The mechanisms by which viruses kill susceptible cells in target organs and ultimately produce disease in the infected host remain poorly understood. Dependent upon the site of inoculation and strain of virus, experimental infection of neonatal mice with reoviruses can induce fatal encephalitis or myocarditis. Reovirus-induced apoptosis is a major mechanism of tissue injury, leading to disease development in both the brain and heart. In cultured cells, differences in the capacity of reovirus strains to induce apoptosis are determined by the S1 gene segment, which also plays a major role as a determinant of viral pathogenesis in both the heart and the central nervous system (CNS) in vivo. The S1 gene is bicistronic, encoding both the viral attachment protein sigma-1 and the nonstructural protein sigma-1-small (σ1s). Although σ1s is dispensable for viral replication in vitro, we wished to investigate the expression of σ1s in the infected heart and brain and its potential role in reovirus pathogenesis in vivo. Two-day-old mice were inoculated intramuscularly or intracerebrally with either σ1s⁻ or σ1s⁺ reovirus strains.

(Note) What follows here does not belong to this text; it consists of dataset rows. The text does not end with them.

//! Preview pipeline errors
//!
//! Only the first three variants can end a render pass early. Everything that
//! goes wrong after the document is handed to the sandbox is reported from
//! inside the sandbox through [`crate::sandbox::SandboxEvent`].

use thiserror::Error;

/// Pipeline result type
pub type Result<T> = std::result::Result<T, PreviewError>;

#[derive(Debug, Clone, PartialEq, Eq, Error)]
pub enum PreviewError {
    #[error("entry document '{path}' not found")]
    MissingEntryDocument { path: String },

    #[error("entry document '{entry}' has no <script type=\"module\" src=\"{script}\"> tag")]
    MissingInjectionPoint { entry: String, script: String },

    #[error("{path}: {message}")]
    TranspileFailure { path: String, message: String },

    #[error("invalid preview config: {0}")]
    InvalidConfig(String),

    #[error("serialization failed: {0}")]
    Serialize(String),
}

impl PreviewError {
    /// Stable code used in logs and by the native bindings.
    pub fn code(&self) -> &'static str {
        match self {
            Self::MissingEntryDocument { .. } => "MISSING_ENTRY_DOCUMENT",
            Self::MissingInjectionPoint { .. } => "MISSING_INJECTION_POINT",
            Self::TranspileFailure { .. } => "TRANSPILE_FAILURE",
            Self::InvalidConfig(_) => "INVALID_CONFIG",
            Self::Serialize(_) => "SERIALIZE",
        }
    }
}

impl From<serde_json::Error> for PreviewError {
    fn from(err: serde_json::Error) -> Self {
        Self::Serialize(err.to_string())
    }
}

impl From<std::io::Error> for PreviewError {
    fn from(err: std::io::Error) -> Self {
        Self::Serialize(err.to_string())
    }
}

#[cfg(test)]
mod tests {
    use super::*;

    #[test]
    fn test_messages() {
        let err = PreviewError::MissingInjectionPoint {
            entry: "index.html".to_string(),
            script: "/index.tsx".to_string(),
        };
        assert_eq!(
            err.to_string(),
            "entry document 'index.html' has no <script type=\"module\" src=\"/index.tsx\"> tag"
        );
        assert_eq!(err.code(), "MISSING_INJECTION_POINT");

        let err = PreviewError::TranspileFailure {
            path: "App.tsx".to_string(),
            message: "Unexpected token".to_string(),
        };
        assert_eq!(err.to_string(), "App.tsx: Unexpected token");
    }
}
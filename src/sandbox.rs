//! Sandboxed Execution Host
//!
//! The pipeline never runs project code itself. It hands a [`SandboxFrame`] to
//! the embedding surface, which loads it into an isolated browsing context, and
//! hears back only through [`SandboxEvent`] messages posted by the injected
//! error-capture script.

use serde::{Deserialize, Serialize};
use sha2::{Digest, Sha256};

use crate::document::{escape_html, EVENT_SOURCE};
use crate::project::ProjectSnapshot;

// ═══════════════════════════════════════════════════════════════════════════════
// POLICY
// ═══════════════════════════════════════════════════════════════════════════════

/// Capabilities granted to the preview context. Anything not listed, including
/// top-level navigation and access to the embedding page, stays denied.
pub const SANDBOX_ALLOW: &[&str] = &["allow-scripts", "allow-modals", "allow-same-origin"];

/// Tokens that must never be granted to a preview.
pub const SANDBOX_DENY: &[&str] = &[
    "allow-top-navigation",
    "allow-top-navigation-by-user-activation",
    "allow-top-navigation-to-custom-protocols",
    "allow-popups-to-escape-sandbox",
];

pub fn sandbox_attribute() -> String {
    SANDBOX_ALLOW.join(" ")
}

// ═══════════════════════════════════════════════════════════════════════════════
// FRAME
// ═══════════════════════════════════════════════════════════════════════════════

/// Everything the embedding surface needs to (re)build the preview context.
#[derive(Debug, Clone, PartialEq, Eq, Serialize, Deserialize)]
#[serde(rename_all = "camelCase")]
pub struct SandboxFrame {
    /// Changes whenever any input changes. A new key means the old context is
    /// discarded and a fresh one is created; documents are never patched in.
    pub key: String,
    pub pass: u64,
    pub sandbox: String,
    pub title: String,
    pub srcdoc: String,
}

impl SandboxFrame {
    pub fn new(pass: u64, key: String, document: String) -> Self {
        Self {
            key,
            pass,
            sandbox: sandbox_attribute(),
            title: "Preview".to_string(),
            srcdoc: document,
        }
    }

    /// `<iframe>` markup for hosts that embed the preview as HTML.
    pub fn to_iframe_html(&self) -> String {
        format!(
            "<iframe data-preview-key=\"{}\" title=\"{}\" sandbox=\"{}\" srcdoc=\"{}\"></iframe>",
            escape_html(&self.key),
            escape_html(&self.title),
            escape_html(&self.sandbox),
            escape_html(&self.srcdoc)
        )
    }
}

pub fn frame_key(snapshot: &ProjectSnapshot, selected: &str) -> String {
    let mut hasher = Sha256::new();
    hasher.update(snapshot.content_hash().as_bytes());
    hasher.update([0u8]);
    hasher.update(selected.as_bytes());
    format!("{:x}", hasher.finalize())
}

// ═══════════════════════════════════════════════════════════════════════════════
// ERROR CHANNEL
// ═══════════════════════════════════════════════════════════════════════════════

#[derive(Debug, Clone, Copy, PartialEq, Eq, Serialize, Deserialize)]
#[serde(rename_all = "kebab-case")]
pub enum SandboxEventKind {
    RuntimeError,
    UnhandledRejection,
    ImportError,
}

/// Message posted by the capture script when project code fails.
#[derive(Debug, Clone, PartialEq, Eq, Serialize, Deserialize)]
pub struct SandboxEvent {
    pub source: String,
    /// Token of the pass whose document raised the event.
    pub pass: String,
    pub kind: SandboxEventKind,
    pub title: String,
    #[serde(default)]
    pub detail: String,
}

impl SandboxEvent {
    pub fn new(pass: &str, kind: SandboxEventKind, title: &str, detail: &str) -> Self {
        Self {
            source: EVENT_SOURCE.to_string(),
            pass: pass.to_string(),
            kind,
            title: title.to_string(),
            detail: detail.to_string(),
        }
    }

    /// Decode a posted message. Messages from anything other than the capture
    /// script are ignored.
    pub fn from_message(message: &serde_json::Value) -> Option<Self> {
        let event: Self = serde_json::from_value(message.clone()).ok()?;
        (event.source == EVENT_SOURCE).then_some(event)
    }
}

#[derive(Debug, Clone, Copy, PartialEq, Eq)]
pub enum Delivery {
    /// First error of the current pass; the overlay shows it.
    Shown,
    /// The current pass already reported an error.
    Suppressed,
    /// Sent by a context that has since been replaced.
    Stale,
}

/// Host-side view of sandbox errors, one pass at a time. A pass is known by
/// its token: the first handle it issued, or the frame key when it issued
/// none.
#[derive(Debug, Default)]
pub struct ErrorChannel {
    pass: String,
    shown: Option<SandboxEvent>,
    suppressed: usize,
}

impl ErrorChannel {
    pub fn new() -> Self {
        Self::default()
    }

    pub fn begin_pass(&mut self, pass: impl Into<String>) {
        if self.suppressed > 0 {
            tracing::debug!(pass = %self.pass, suppressed = self.suppressed, "previous pass hid further errors");
        }
        self.pass = pass.into();
        self.shown = None;
        self.suppressed = 0;
    }

    /// Token of the pass events are currently accepted from.
    pub fn pass(&self) -> &str {
        &self.pass
    }

    pub fn receive(&mut self, event: SandboxEvent) -> Delivery {
        if event.pass != self.pass {
            tracing::debug!(event_pass = %event.pass, pass = %self.pass, "dropping stale sandbox event");
            return Delivery::Stale;
        }
        if self.shown.is_some() {
            self.suppressed += 1;
            return Delivery::Suppressed;
        }
        tracing::info!(pass = %self.pass, kind = ?event.kind, title = %event.title, "sandbox reported an error");
        self.shown = Some(event);
        Delivery::Shown
    }

    pub fn current(&self) -> Option<&SandboxEvent> {
        self.shown.as_ref()
    }
}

While viral replication in target organs did not differ between σ1s⁻ and σ1s⁺ viral strains, virus-induced caspase-3 activation and resultant histological tissue injury in both the heart and brain were significantly reduced in σ1s⁻ reovirus-infected animals. These results demonstrate that σ1s is a determinant of the magnitude and extent of reovirus-induced apoptosis in both the heart and CNS and thereby contributes to reovirus pathogenesis and virulence.